Each week, a professional investor tells MoneyWeek where he'd put his money now. This week: Stuart Widdowson, investment manager at SVG Investment Managers.

The small-cap index has rallied more than 60% since hitting bottom in March 2009. With growth stocks increasingly priced for performance and recovery stocks for perfection, is there any value left? I believe long-term investors can still make attractive risk-adjusted returns by investing in a select number of recovery stocks quality companies valued at modest multiples of underlying and/or growing cash flows, trading at a significant discount to what past merger and acquisition deals within their peer group suggest they're worth. Buying plays where all four drivers of shareholder value are present stable or growing sales, operating margin improvement, degearing and rerating should cut downside risk. The following three stocks are 'unloved'; off investors' radars. But their share prices could at least double in value over the next three years, excluding any sales recovery.

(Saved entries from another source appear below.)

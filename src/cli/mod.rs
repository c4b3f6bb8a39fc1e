//! CLI interface and argument parsing
//!
//! This module provides the command-line interface for Shiplabel using clap.

pub mod commands;

use clap::{Parser, Subcommand};

/// Shiplabel - publish processed orders as printable shipping labels
#[derive(Parser, Debug)]
#[command(name = "shiplabel")]
#[command(version, about, long_about = None)]
#[command(author = "Shiplabel Contributors")]
pub struct Cli {
    /// Path to configuration file
    #[arg(short, long, default_value = "shiplabel.toml", env = "SHIPLABEL_CONFIG")]
    pub config: String,

    /// Log level (trace, debug, info, warn, error)
    #[arg(short, long, env = "SHIPLABEL_LOG_LEVEL")]
    pub log_level: Option<String>,

    /// Subcommand to execute
    #[command(subcommand)]
    pub command: Commands,
}

/// Available commands
#[derive(Subcommand, Debug)]
pub enum Commands {
    /// Fetch processed orders and publish today's label worksheet
    Export(commands::export::ExportArgs),

    /// Validate configuration file
    ValidateConfig(commands::validate::ValidateArgs),

    /// Initialize a new configuration file
    Init(commands::init::InitArgs),
}

#[cfg(test)]
mod tests {
    use super::*;

    #[test]
    fn test_cli_parse_export() {
        let cli = Cli::parse_from(["shiplabel", "export"]);
        assert_eq!(cli.config, "shiplabel.toml");
        assert!(matches!(cli.command, Commands::Export(ref args) if !args.dry_run));
    }

    #[test]
    fn test_cli_parse_export_dry_run() {
        let cli = Cli::parse_from(["shiplabel", "export", "--dry-run"]);
        assert!(matches!(cli.command, Commands::Export(ref args) if args.dry_run));
    }

    #[test]
    fn test_cli_parse_with_config() {
        let cli = Cli::parse_from(["shiplabel", "--config", "custom.toml", "export"]);
        assert_eq!(cli.config, "custom.toml");
    }

    #[test]
    fn test_cli_parse_with_log_level() {
        let cli = Cli::parse_from(["shiplabel", "--log-level", "debug", "export"]);
        assert_eq!(cli.log_level, Some("debug".to_string()));
    }

    #[test]
    fn test_cli_parse_validate_config() {
        let cli = Cli::parse_from(["shiplabel", "validate-config"]);
        assert!(matches!(cli.command, Commands::ValidateConfig(_)));
    }

    #[test]
    fn test_cli_parse_init() {
        let cli = Cli::parse_from(["shiplabel", "init", "--output", "x.toml", "--force"]);
        match cli.command {
            Commands::Init(args) => {
                assert_eq!(args.output, "x.toml");
                assert!(args.force);
            }
            other => panic!("unexpected command: {other:?}"),
        }
    }
}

E2V Technologies (LSE: E2V) is a global leader in the design and manufacture of specialist electronic components and low-volume/high-value, high-reliability semiconductors. It supplies the medical, aerospace, defence and industrial markets. A debt-funded acquisition in September 2008 left the balance sheet over-stretched as the slump began. In 2009 a new chairman and finance director were appointed, and a balance-sheet-strengthening fund-raising was completed. Strong cash flow should see much of the debt repaid by March 2013. A restructuring programme under way in the UK and France should raise operating margins to at least 15% on flat sales. With high operational gearing, any sales recovery should boost margins further. The 0.75 times EV (enterprise value)/trough sales rating is a material discount to its intrinsic value and its US peers.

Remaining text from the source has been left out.